During the pandemic, 573 people became billionaires, or one every 30 hours, on average.
“Billionaires are arriving in Davos to celebrate an incredible surge in their fortunes,” Oxfam executive director Gabriela Bucher said in a statement.
“The pandemic and now the steep increases in food and energy prices have, simply put, been a bonanza for them,” Bucher said.
“Meanwhile, decades of progress on extreme poverty are now in reverse and millions of people are facing impossible rises in the cost of simply staying alive,” she said.
Oxfam advocated for a one-time “solidarity tax” on billionaires’ pandemic windfall to help people suffering rising prices and fund a “fair and sustainable recovery” from the pandemic.

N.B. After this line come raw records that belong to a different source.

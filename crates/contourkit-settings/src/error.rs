//! Error types for the settings crate.
//!
//! This module provides structured error types for configuration loading,
//! saving and validation.

use std::io;
use thiserror::Error;

/// Errors that can occur during settings operations.
#[derive(Error, Debug)]
pub enum SettingsError {
    /// The configuration file could not be loaded.
    #[error("Failed to load settings from {path}: {reason}")]
    LoadError { path: String, reason: String },

    /// The configuration file could not be saved.
    #[error("Failed to save settings to {path}: {reason}")]
    SaveError { path: String, reason: String },

    /// A configuration value is invalid.
    #[error("Invalid setting '{key}': {reason}")]
    InvalidSetting { key: String, reason: String },

    /// The configuration file format is not supported.
    #[error("Unsupported config format: {0} (expected .json or .toml)")]
    UnsupportedFormat(String),

    /// I/O error during file operations.
    #[error("I/O error: {0}")]
    IoError(#[from] io::Error),

    /// JSON serialization/deserialization error.
    #[error("JSON error: {0}")]
    JsonError(#[from] serde_json::Error),

    /// TOML deserialization error.
    #[error("TOML error: {0}")]
    TomlError(#[from] toml::de::Error),

    /// TOML serialization error.
    #[error("TOML serialization error: {0}")]
    TomlSerializeError(#[from] toml::ser::Error),
}

/// Result type alias for settings operations.
pub type SettingsResult<T> = Result<T, SettingsError>;
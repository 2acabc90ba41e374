//! Conversion job tests over real files

use std::fs;
use std::path::Path;

use contourkit::{convert, Config, ConvertJob, SafetyHeights};

const PROFILE: &str = "%!PS-Adobe-3.0 EPSF-3.0
%%BoundingBox: 0 0 102 26
newpath
";

const PROFILE_POINTS: &str = "101.6 25.4 moveto
50.8 12.7 lineto
0 0 lineto
stroke
%%EOF
";

const SKETCH: &str = "'flat sketch
SA
JZ,0.4
J2,0,0
J3,1,0,0.4
M3,1,0,0
M3,2,0,0
J3,2,0,0.4
J3,3,0,0.4
M3,3,0,0
J3,3,0,0.4
J2,0,0
JZ,0.4
END
";

fn job(dir: &Path) -> ConvertJob {
    fs::write(dir.join("profile.eps"), PROFILE_POINTS).unwrap();
    fs::write(dir.join("sketch.sbp"), SKETCH).unwrap();
    ConvertJob {
        profile: dir.join("profile.eps"),
        sketch: dir.join("sketch.sbp"),
        output: dir.join("sketch_3d.sbp"),
        profile_csv: None,
        heights: SafetyHeights::default(),
    }
}

#[test]
fn test_convert_writes_projected_sketch() {
    let dir = tempfile::tempdir().unwrap();
    let job = job(dir.path());

    let report = convert(&job).unwrap();

    assert_eq!(report.profile_points, 3);
    assert!((report.z_max - 0.75).abs() < 1e-12);
    assert!((report.travel_height - 1.25).abs() < 1e-12);
    assert_eq!(report.stats.cuts, 3);
    assert_eq!(report.stats.inserted, 1);
    assert_eq!(report.stats.removed, 1);

    let output = fs::read_to_string(&job.output).unwrap();
    let lines: Vec<&str> = output.lines().collect();
    assert_eq!(report.lines_written, lines.len());
    assert_eq!(
        lines,
        vec![
            "'flat sketch",
            "SA",
            "JZ,1.250000",
            "J2,0,0",
            "J3,1.000000,0.000000,0.500000",
            "M3,1.000000,0.000000,0.250000",
            "M3,2.000000,0.000000,0.500000",
            "J3,2.000000,0.000000,1.250000",
            "J3,3.000000,0.000000,1.250000",
            "J3,3.000000,0.000000,1.000000",
            "M3,3.000000,0.000000,0.750000",
            "J2,0,0",
            "JZ,0.4",
            "END",
        ]
    );
}

#[test]
fn test_convert_writes_profile_csv() {
    let dir = tempfile::tempdir().unwrap();
    let mut job = job(dir.path());
    job.profile_csv = Some(dir.path().join("profile.csv"));

    convert(&job).unwrap();

    let csv = fs::read_to_string(dir.path().join("profile.csv")).unwrap();
    assert_eq!(
        csv,
        "position_in,depth_in\n0.000000,0.000000\n2.000000,0.500000\n4.000000,1.000000\n"
    );
}

#[test]
fn test_failed_conversion_writes_nothing() {
    let dir = tempfile::tempdir().unwrap();
    let job = job(dir.path());
    fs::write(&job.profile, PROFILE).unwrap();

    let err = convert(&job).unwrap_err();
    assert!(format!("{err:#}").contains("newpath"));
    assert!(!job.output.exists());
}

#[test]
fn test_truncated_sketch_writes_nothing() {
    let dir = tempfile::tempdir().unwrap();
    let job = job(dir.path());
    fs::write(&job.sketch, "SA\nJZ,0.4\nJ2,0,0\nM3,1,0,0\n").unwrap();

    let err = convert(&job).unwrap_err();
    assert!(format!("{err:#}").contains("truncated"));
    assert!(!job.output.exists());
}

#[test]
fn test_job_from_config() {
    let mut config = Config::default();
    config.heights = SafetyHeights::new(1.0, 0.125);
    config.files.output = "out.sbp".into();

    let job = ConvertJob::from(&config);
    assert_eq!(job.heights.material_safe_height, 0.125);
    assert_eq!(job.output, Path::new("out.sbp"));
    assert_eq!(job.sketch, config.files.sketch);
}
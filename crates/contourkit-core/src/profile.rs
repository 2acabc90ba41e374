//! Height profile lookup table
//!
//! A profile is a physical part's surface curve, sampled along the X axis
//! and exported as whitespace-separated `position depth` pairs in millimeters
//! (typically the path section of an EPS drawing). [`ProfileTable`] holds the
//! curve in inches with strictly ascending positions and answers depth
//! queries by piecewise-linear interpolation, clamped at both ends.

use serde::{Deserialize, Serialize};
use tracing::debug;

use crate::error::ProfileError;
use crate::units::{format_coordinate, mm_to_inches, UNIT_LABEL};

/// PostScript comment marker
const COMMENT_PREFIX: &str = "%";

/// Drawing-termination keyword that ends a path section
const STROKE_PREFIX: &str = "stroke";

/// One sample of the profile curve
#[derive(Debug, Clone, Copy, PartialEq, Serialize, Deserialize)]
pub struct ProfilePoint {
    /// Position along the X axis
    pub position: f64,
    /// Depth at that position
    pub depth: f64,
}

impl ProfilePoint {
    /// Create a new profile point
    pub fn new(position: f64, depth: f64) -> Self {
        Self { position, depth }
    }
}

impl From<(f64, f64)> for ProfilePoint {
    fn from((position, depth): (f64, f64)) -> Self {
        Self::new(position, depth)
    }
}

/// Extract raw `(position, depth)` pairs from profile source lines
///
/// Blank lines, `%` comments and `stroke` lines are skipped. Only the first
/// two whitespace-separated tokens of the remaining lines are read; values
/// are returned as found, in millimeters.
pub fn parse_profile_points<I, S>(lines: I) -> Result<Vec<ProfilePoint>, ProfileError>
where
    I: IntoIterator<Item = S>,
    S: AsRef<str>,
{
    let mut points = Vec::new();

    for (index, line) in lines.into_iter().enumerate() {
        let line = line.as_ref().trim();
        if line.is_empty() || line.starts_with(COMMENT_PREFIX) || line.starts_with(STROKE_PREFIX)
        {
            continue;
        }

        let line_number = index + 1;
        let mut tokens = line.split_whitespace();
        let mut next_value = || -> Result<f64, ProfileError> {
            let token = tokens.next().ok_or_else(|| ProfileError::MalformedLine {
                line_number,
                token: line.to_string(),
                reason: "expected two values".to_string(),
            })?;
            let value = token.parse::<f64>().map_err(|e| ProfileError::MalformedLine {
                line_number,
                token: token.to_string(),
                reason: e.to_string(),
            })?;
            if !value.is_finite() {
                return Err(ProfileError::MalformedLine {
                    line_number,
                    token: token.to_string(),
                    reason: "value is not finite".to_string(),
                });
            }
            Ok(value)
        };

        let position = next_value()?;
        let depth = next_value()?;
        points.push(ProfilePoint::new(position, depth));
    }

    Ok(points)
}

/// Ascending, unit-converted profile lookup table
///
/// Built once, immutable thereafter.
#[derive(Debug, Clone, PartialEq, Serialize, Deserialize)]
pub struct ProfileTable {
    points: Vec<ProfilePoint>,
}

impl ProfileTable {
    /// Build a table from raw points in millimeters
    ///
    /// The source must already be monotonic in one direction: a descending
    /// sequence is reversed wholesale, never sorted. After reversal positions
    /// must be strictly ascending.
    ///
    /// # Errors
    /// [`ProfileError::InsufficientData`] with fewer than two points,
    /// [`ProfileError::NonMonotonic`] if the positions are not ordered.
    pub fn build<I, P>(raw_points: I) -> Result<Self, ProfileError>
    where
        I: IntoIterator<Item = P>,
        P: Into<ProfilePoint>,
    {
        let mut points: Vec<ProfilePoint> = raw_points.into_iter().map(Into::into).collect();

        if points.len() < 2 {
            return Err(ProfileError::InsufficientData {
                points: points.len(),
            });
        }

        if points[0].position > points[points.len() - 1].position {
            debug!("Profile is descending, reversing {} points", points.len());
            points.reverse();
        }

        for (index, pair) in points.windows(2).enumerate() {
            if pair[1].position <= pair[0].position {
                return Err(ProfileError::NonMonotonic {
                    index: index + 1,
                    previous: pair[0].position,
                    current: pair[1].position,
                });
            }
        }

        for point in &mut points {
            point.position = mm_to_inches(point.position);
            point.depth = mm_to_inches(point.depth);
        }

        Ok(Self { points })
    }

    /// Parse profile source lines and build the table from them
    pub fn from_lines<I, S>(lines: I) -> Result<Self, ProfileError>
    where
        I: IntoIterator<Item = S>,
        S: AsRef<str>,
    {
        Self::build(parse_profile_points(lines)?)
    }

    /// Linearly interpolated depth at `x`
    ///
    /// Positions outside the table clamp to the nearest boundary depth.
    pub fn interpolate(&self, x: f64) -> f64 {
        // First point strictly to the right of x
        let upper = self.points.partition_point(|p| p.position <= x);

        if upper == 0 {
            return self.points[0].depth;
        }
        if upper == self.points.len() {
            return self.points[upper - 1].depth;
        }

        let left = self.points[upper - 1];
        let right = self.points[upper];
        let t = (x - left.position) / (right.position - left.position);
        left.depth + t * (right.depth - left.depth)
    }

    /// Points in ascending position order
    pub fn points(&self) -> &[ProfilePoint] {
        &self.points
    }

    /// Number of points in the table
    pub fn len(&self) -> usize {
        self.points.len()
    }

    /// Always false for a built table; present for API symmetry
    pub fn is_empty(&self) -> bool {
        self.points.is_empty()
    }

    /// `(min, max)` position covered by the table
    pub fn position_range(&self) -> (f64, f64) {
        (self.points[0].position, self.points[self.points.len() - 1].position)
    }

    /// Render the table as CSV lines, header first
    pub fn to_csv_lines(&self) -> Vec<String> {
        let mut lines = Vec::with_capacity(self.points.len() + 1);
        lines.push(format!("position_{UNIT_LABEL},depth_{UNIT_LABEL}"));
        lines.extend(self.points.iter().map(|p| {
            format!(
                "{},{}",
                format_coordinate(p.position),
                format_coordinate(p.depth)
            )
        }));
        lines
    }
}
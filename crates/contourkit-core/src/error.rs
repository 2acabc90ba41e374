//! Error handling for ContourKit
//!
//! Provides error types for every stage of the profile-to-toolpath conversion:
//! - Profile errors (loading and normalizing the height curve)
//! - Command errors (parsing and rewriting sketch commands)
//! - Sketch errors (segmenting and restructuring the curve region)
//!
//! All error types use `thiserror` for ergonomic error handling.

use thiserror::Error;

/// Profile error type
///
/// Represents errors raised while building a [`crate::ProfileTable`].
#[derive(Error, Debug, Clone, PartialEq)]
pub enum ProfileError {
    /// Fewer than two usable points remained after filtering
    #[error("Insufficient profile data: {points} usable point(s), at least 2 required")]
    InsufficientData {
        /// The number of usable points found.
        points: usize,
    },

    /// A profile line did not start with two numeric tokens
    #[error("Malformed profile line {line_number}: '{token}' ({reason})")]
    MalformedLine {
        /// The 1-based line number in the profile source.
        line_number: usize,
        /// The offending token, or the whole line if tokens are missing.
        token: String,
        /// The reason the line was rejected.
        reason: String,
    },

    /// Positions are not strictly monotonic in either direction
    #[error("Profile positions are not monotonic at point {index}: {previous} then {current}")]
    NonMonotonic {
        /// Index (after any reversal) of the first out-of-order point.
        index: usize,
        /// Position of the point before it.
        previous: f64,
        /// Position of the out-of-order point.
        current: f64,
    },
}

/// Command error type
///
/// Represents errors related to parsing and rewriting sketch commands.
#[derive(Error, Debug, Clone, PartialEq)]
pub enum CommandError {
    /// An argument token is not numeric
    #[error("Malformed command at line {line_number}: '{token}' is not a number")]
    Malformed {
        /// The 1-based line number in the sketch source.
        line_number: usize,
        /// The offending token.
        token: String,
    },

    /// The command carries the wrong number of arguments for its opcode
    #[error("{opcode} at line {line_number} expects {expected} argument(s), found {actual}")]
    ArityMismatch {
        /// The 1-based line number in the sketch source.
        line_number: usize,
        /// The opcode token.
        opcode: String,
        /// Expected argument count.
        expected: usize,
        /// Argument count found.
        actual: usize,
    },

    /// An argument index past the end of the argument list
    #[error("Argument index {index} out of range for {opcode} with {arity} argument(s)")]
    ArgumentOutOfRange {
        /// The opcode token.
        opcode: String,
        /// The requested index.
        index: usize,
        /// The number of arguments the command carries.
        arity: usize,
    },
}

/// Sketch error type
///
/// Represents errors in the structure of a sketch or its curve region.
#[derive(Error, Debug, Clone, PartialEq)]
pub enum SketchError {
    /// Input ended before the curve region was closed
    #[error("Sketch truncated after {lines_read} line(s): {reason}")]
    Truncated {
        /// Number of lines consumed before input ran out.
        lines_read: usize,
        /// What the segmenter was waiting for.
        reason: String,
    },

    /// The curve region violates its expected shape
    #[error("Curve structure violated: {reason}")]
    StructuralInvariant {
        /// Description of the violated invariant.
        reason: String,
    },
}

impl SketchError {
    /// Create a structural invariant error from a message
    pub fn structural(reason: impl Into<String>) -> Self {
        SketchError::StructuralInvariant {
            reason: reason.into(),
        }
    }
}

/// Main error type for ContourKit
///
/// A unified error type that can represent any error from all stages.
/// This is the primary error type used in public APIs.
#[derive(Error, Debug)]
pub enum Error {
    /// Profile error
    #[error(transparent)]
    Profile(#[from] ProfileError),

    /// Command error
    #[error(transparent)]
    Command(#[from] CommandError),

    /// Sketch error
    #[error(transparent)]
    Sketch(#[from] SketchError),
}

impl Error {
    /// Check if this is a profile error
    pub fn is_profile_error(&self) -> bool {
        matches!(self, Error::Profile(_))
    }

    /// Check if this is a command error
    pub fn is_command_error(&self) -> bool {
        matches!(self, Error::Command(_))
    }

    /// Check if this is a sketch error
    pub fn is_sketch_error(&self) -> bool {
        matches!(self, Error::Sketch(_))
    }
}

/// Result type using Error
pub type Result<T> = std::result::Result<T, Error>;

It also stated that it was time to “stop crisis profiteering” by instituting a “temporary excess profit tax” of 90% on large firms’ windfall profits.
According to Oxfam, a 2% annual wealth tax on millionaires and 5% on billionaires could produce $2.52 trillion each year.
According to the report, a wealth tax would help pull 2.3 billion people out of poverty, provide enough vaccines for the entire planet, and fund universal health care for those in poorer countries.
Oxfam’s estimations were based on the Forbes list of billionaires and World Bank data.